Acquire external dataset content, ingest into Integrated Observatory catalogs, and publish as appropriate
|Actors||Data Registrant (a Registered User), Integrated Observatory Operator, Data Process Programmer|
|References||UC.R1.03 Hello Data Source|
|Uses||UC.R2.21 Transform Data in Workflow (conversion of external data into Integrated Observatory common model)
UC.R2.23 Ingest Data Stream Supplement (notification mechanisms for ingestion in Integrated Observatory)
|Is Used By||UC.R2.29 Integrate External Dataset
UC.R2.61 Reacquire External Data
|Is Extended By|
|In Acceptance Scenarios||AS.R2.02B Data Support via Cruise, AS.R2.03A Modelers Integrate External Model with OOI|
|UC Status||Mapped + Ready|
The data from the external data source is read in to the Integrated Observatory, and ingested (transforming it into the observatory's common data model) if that is appropriate. The data is cached for a period, but not indefinitely; it must be re-requested if it is needed (UC.R2.61 Reacquire External Data) after it is no longer cached. The data that is acquired is made available to subscribers and other users (consistent with policy), at least until it passes out of the cache. The metadata is persisted for an extended period, possibly indefinitely, again per policy.
- A dataset agent exists and is operational.
- The minimum set of metadata has been provided to establish the necessary connections and define the provenance of the acquired data.
- Data from external data sources are only cached for a period of time, not kept indefinitely.
- In R2, if version information is provided for the external dataset, the Integrated Observatory system should track that information.
- The Integrated Observatory Operator has the ability to change parameters and permissions for related resources as needed and appropriate. The data provider (authorized representative of the external dataset; may be the Integrated Observatory Operator) has the ability to change certain parameters and permissions.
External dataset is registered and validated.
- Upon being notified of, or discovering via polling, new data from the external dataset, the Integrated Observatory system reads the additional data.
- See UC.R2.23 Ingest Data Supplement.
- The dataset agent manages a synoptic notion of time as needed, for example tracking the delta between time at the data source and the Integrated Observatory time (in case the data source time develops serious offsets, as sometimes happens).
- The specific technique for tracking version information depends on architectural implementation, and is not detailed in the use case; but versions should be indicated in the acquired data.
- <3> Dataset agent updates operational metadata for each dataset.
- Such as last update time, status/state of health, number and size of supplements received, and life cycle state.
- <3> Users can review the status of the external dataset and its acquisition of data.
- Using the metadata updated by the dataset agent.

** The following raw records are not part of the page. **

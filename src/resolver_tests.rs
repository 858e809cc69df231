// Copyright (c) 2025 Erick Bourgeois, firestoned
// SPDX-License-Identifier: MIT

//! Unit tests for `resolver.rs`

#[cfg(test)]
mod tests {
    use super::super::{
        lookup_all_hostnames, lookup_with_retry, HostsLookupResult, LookupError, Resolver,
    };
    use async_trait::async_trait;
    use std::collections::BTreeMap;
    use std::net::IpAddr;
    use std::sync::atomic::{AtomicUsize, Ordering};
    use std::sync::Arc;

    /// Scripted resolver: each hostname maps to a fixed outcome.
    struct ScriptedResolver {
        answers: BTreeMap<String, Result<Vec<IpAddr>, LookupError>>,
        calls: AtomicUsize,
    }

    impl ScriptedResolver {
        fn new(answers: BTreeMap<String, Result<Vec<IpAddr>, LookupError>>) -> Self {
            Self {
                answers,
                calls: AtomicUsize::new(0),
            }
        }
    }

    #[async_trait]
    impl Resolver for ScriptedResolver {
        async fn lookup_ips(&self, hostname: &str) -> Result<Vec<IpAddr>, LookupError> {
            self.calls.fetch_add(1, Ordering::SeqCst);
            self.answers
                .get(hostname)
                .cloned()
                .unwrap_or_else(|| Err(LookupError::NotFound(hostname.to_string())))
        }
    }

    fn ip(s: &str) -> IpAddr {
        s.parse().unwrap()
    }

    #[test]
    fn test_error_classification() {
        assert!(LookupError::Timeout("t".into()).is_timeout());
        assert!(!LookupError::Timeout("t".into()).is_not_found());
        assert!(LookupError::NotFound("n".into()).is_not_found());
        assert!(!LookupError::Other("o".into()).is_timeout());
    }

    #[tokio::test(start_paused = true)]
    async fn test_retry_only_on_timeout() {
        // Always times out: exactly LOOKUP_MAX_RETRIES attempts.
        let resolver = ScriptedResolver::new(BTreeMap::from([(
            "slow.example.com".to_string(),
            Err(LookupError::Timeout("deadline".into())),
        )]));
        let err = lookup_with_retry(&resolver, "slow.example.com")
            .await
            .unwrap_err();
        assert!(err.is_timeout());
        assert_eq!(resolver.calls.load(Ordering::SeqCst), 5);

        // NXDOMAIN fails immediately.
        let resolver = ScriptedResolver::new(BTreeMap::from([(
            "gone.example.com".to_string(),
            Err(LookupError::NotFound("nxdomain".into())),
        )]));
        let err = lookup_with_retry(&resolver, "gone.example.com")
            .await
            .unwrap_err();
        assert!(err.is_not_found());
        assert_eq!(resolver.calls.load(Ordering::SeqCst), 1);
    }

    #[tokio::test]
    async fn test_lookup_all_hostnames_merges_sorted_dedup() {
        let resolver = Arc::new(ScriptedResolver::new(BTreeMap::from([
            (
                "service-1.example.com".to_string(),
                Ok(vec![ip("127.0.1.1"), ip("2001:db8::1:1")]),
            ),
            (
                "service-2.example.com".to_string(),
                Ok(vec![ip("127.0.2.2"), ip("127.0.2.1"), ip("127.0.1.1")]),
            ),
        ])));
        let result = lookup_all_hostnames(
            resolver,
            &[
                "service-1.example.com".to_string(),
                "service-2.example.com".to_string(),
            ],
            4,
        )
        .await;

        assert_eq!(
            result.all_ips(),
            vec![
                ip("127.0.1.1"),
                ip("127.0.2.1"),
                ip("127.0.2.2"),
                ip("2001:db8::1:1")
            ]
        );
        assert!(!result.has_timeout());
        assert!(!result.all_not_found());
        assert!(result.first_error().is_none());
    }

    #[tokio::test]
    async fn test_partial_timeout_is_flagged() {
        let resolver = Arc::new(ScriptedResolver::new(BTreeMap::from([
            ("ok.example.com".to_string(), Ok(vec![ip("10.0.0.1")])),
            (
                "slow.example.com".to_string(),
                Err(LookupError::Timeout("deadline".into())),
            ),
        ])));
        // Paused time is not used here: the timeout answer is scripted, so
        // retries burn virtual delay only inside lookup_with_retry.
        tokio::time::pause();
        let result = lookup_all_hostnames(
            resolver,
            &[
                "ok.example.com".to_string(),
                "slow.example.com".to_string(),
            ],
            2,
        )
        .await;
        assert!(result.has_timeout());
        assert_eq!(result.all_ips(), vec![ip("10.0.0.1")]);
        assert!(!result.all_not_found());
    }

    #[tokio::test]
    async fn test_all_not_found() {
        let resolver = Arc::new(ScriptedResolver::new(BTreeMap::new()));
        let result =
            lookup_all_hostnames(resolver, &["a.example.com".to_string()], 2).await;
        assert!(result.all_not_found());
        assert!(result.all_ips().is_empty());
    }

    #[test]
    fn test_empty_result_is_not_all_not_found() {
        let result = HostsLookupResult::default();
        assert!(!result.all_not_found());
    }
}
// Copyright (c) 2025 Erick Bourgeois, firestoned
// SPDX-License-Identifier: MIT

//! Authoritative nameserver queries.
//!
//! Observed record state for plain entries is read from the zone's own
//! nameservers instead of the provider API; the provider read quota is the
//! scarce resource, recursive DNS is not. The nameserver set of a zone is
//! discovered through the system resolver, then each candidate is queried
//! directly over UDP until one answers authoritatively.

use crate::dns::{ensure_quoted_text, name, RecordSet, RecordType};
use crate::resolver::LookupError;
use async_trait::async_trait;
use hickory_client::client::{Client, SyncClient};
use hickory_client::op::ResponseCode;
use hickory_client::rr::{DNSClass, Name, RData};
use hickory_client::udp::UdpClientConnection;
use hickory_resolver::TokioAsyncResolver;
use std::net::{IpAddr, SocketAddr};
use std::str::FromStr;
use tracing::debug;

/// Queries one `(zone, dns name, record type)` against the zone's
/// authoritative nameservers.
///
/// `Ok(None)` means an authoritative "no such record" answer; errors are
/// classified like recursive lookups.
#[async_trait]
pub trait AuthoritativeResolver: Send + Sync {
    async fn query(
        &self,
        zone_domain: &str,
        dns_name: &str,
        rtype: RecordType,
    ) -> Result<Option<RecordSet>, LookupError>;
}

/// [`AuthoritativeResolver`] using the system resolver for NS discovery
/// and direct UDP queries for the records themselves.
pub struct NameserverResolver {
    resolver: TokioAsyncResolver,
}

impl NameserverResolver {
    /// Build from the system resolver configuration.
    ///
    /// # Errors
    ///
    /// Returns an error when `/etc/resolv.conf` cannot be read.
    pub fn from_system_conf() -> Result<Self, LookupError> {
        let resolver =
            TokioAsyncResolver::tokio_from_system_conf().map_err(LookupError::from)?;
        Ok(Self { resolver })
    }

    /// Addresses of the zone's authoritative nameservers.
    async fn nameserver_addrs(&self, zone_domain: &str) -> Result<Vec<IpAddr>, LookupError> {
        let ns = self
            .resolver
            .ns_lookup(name::fqdn(zone_domain))
            .await
            .map_err(LookupError::from)?;

        let mut addrs = Vec::new();
        for record in ns.iter() {
            let host = record.0.to_utf8();
            match self.resolver.lookup_ip(host.as_str()).await {
                Ok(ips) => addrs.extend(ips.iter()),
                Err(e) => {
                    debug!(nameserver = %host, error = %e, "failed to resolve nameserver address");
                }
            }
        }
        if addrs.is_empty() {
            return Err(LookupError::Other(format!(
                "no reachable nameserver for zone {zone_domain}"
            )));
        }
        Ok(addrs)
    }
}

#[async_trait]
impl AuthoritativeResolver for NameserverResolver {
    async fn query(
        &self,
        zone_domain: &str,
        dns_name: &str,
        rtype: RecordType,
    ) -> Result<Option<RecordSet>, LookupError> {
        let addrs = self.nameserver_addrs(zone_domain).await?;

        let mut last_err: Option<LookupError> = None;
        for addr in addrs {
            match query_nameserver(addr, dns_name, rtype).await {
                Ok(answer) => return Ok(answer),
                Err(e) => {
                    debug!(nameserver = %addr, dns_name = dns_name, error = %e,
                        "authoritative query failed, trying next nameserver");
                    last_err = Some(e);
                }
            }
        }
        Err(last_err
            .unwrap_or_else(|| LookupError::Other("no nameserver answered".to_string())))
    }
}

/// Query one nameserver over UDP and map the answer into a [`RecordSet`].
async fn query_nameserver(
    server: IpAddr,
    dns_name: &str,
    rtype: RecordType,
) -> Result<Option<RecordSet>, LookupError> {
    let fqdn = name::fqdn(dns_name);
    tokio::task::spawn_blocking(move || {
        let server_addr = SocketAddr::new(server, 53);
        let conn = UdpClientConnection::new(server_addr)
            .map_err(|e| LookupError::Other(format!("udp connection: {e}")))?;
        let client = SyncClient::new(conn);

        let query_name = Name::from_str(&fqdn)
            .map_err(|e| LookupError::Other(format!("invalid query name {fqdn:?}: {e}")))?;
        let query_type = to_hickory_type(rtype);

        let response = client
            .query(&query_name, DNSClass::IN, query_type)
            .map_err(|e| {
                let message = e.to_string();
                if message.contains("timed out") || message.contains("timeout") {
                    LookupError::Timeout(message)
                } else {
                    LookupError::Other(message)
                }
            })?;

        if response.response_code() == ResponseCode::NXDomain {
            return Ok(None);
        }

        let mut values = Vec::new();
        let mut ttl: i64 = 0;
        for record in response.answers() {
            if record.record_type() != query_type {
                continue;
            }
            let Some(value) = rdata_to_value(record.data(), rtype) else {
                continue;
            };
            ttl = i64::from(record.ttl());
            values.push(value);
        }

        if values.is_empty() {
            return Ok(None);
        }
        values.sort();
        Ok(Some(RecordSet::new(rtype, ttl, values)))
    })
    .await
    .map_err(|e| LookupError::Other(format!("query task failed: {e}")))?
}

fn to_hickory_type(rtype: RecordType) -> hickory_client::rr::RecordType {
    match rtype {
        RecordType::A => hickory_client::rr::RecordType::A,
        RecordType::AAAA => hickory_client::rr::RecordType::AAAA,
        RecordType::CNAME => hickory_client::rr::RecordType::CNAME,
        RecordType::TXT => hickory_client::rr::RecordType::TXT,
        RecordType::NS => hickory_client::rr::RecordType::NS,
    }
}

fn rdata_to_value(data: Option<&RData>, rtype: RecordType) -> Option<String> {
    match (data, rtype) {
        (Some(RData::A(a)), RecordType::A) => Some(a.to_string()),
        (Some(RData::AAAA(aaaa)), RecordType::AAAA) => Some(aaaa.to_string()),
        (Some(RData::CNAME(cname)), RecordType::CNAME) => Some(name::normalize(&cname.0.to_utf8())),
        (Some(RData::NS(ns)), RecordType::NS) => Some(name::normalize(&ns.0.to_utf8())),
        (Some(RData::TXT(txt)), RecordType::TXT) => {
            let joined = txt
                .txt_data()
                .iter()
                .map(|chunk| String::from_utf8_lossy(chunk).to_string())
                .collect::<Vec<_>>()
                .join("");
            Some(ensure_quoted_text(&joined))
        }
        _ => None,
    }
}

- The received data is distributed in its raw form within the Integrated Observatory, and made available externally (per policy), along with its related metadata.
- A dataset that is not approved for release may not be externally visible for non-operators. (This is expected to be an exceptional state.)
- Each Integrated Observatory dataset receives a unique identifier that end users can use to find, get information about, and download or subscribe to the data set (assuming they have those permissions).
- The Integrated Observatory system parses incoming records and creates new records (in a separate dataset) in the Observatory's canonical data format.
- The agent/driver may collect multiple data records in one message
- Each data message is published to the ION exchange with appropriate metadata.
- The records are associated with the new dataset so as to enable a contiguous set of data records.
- If desired, Data Registrant specifies additional algorithms to convert acquired data into additional data products; a Data Process Programmer effects these transforms.
- Transformations can be added before or after data starts arriving.
- See UC.R2.21 Transform Data in Workflow.
Data from external dataset is received and distributed within system, and to end users as appropriate.
Several protocols will need to be supported by the end of Release 2; developing that list is a part of the release development process.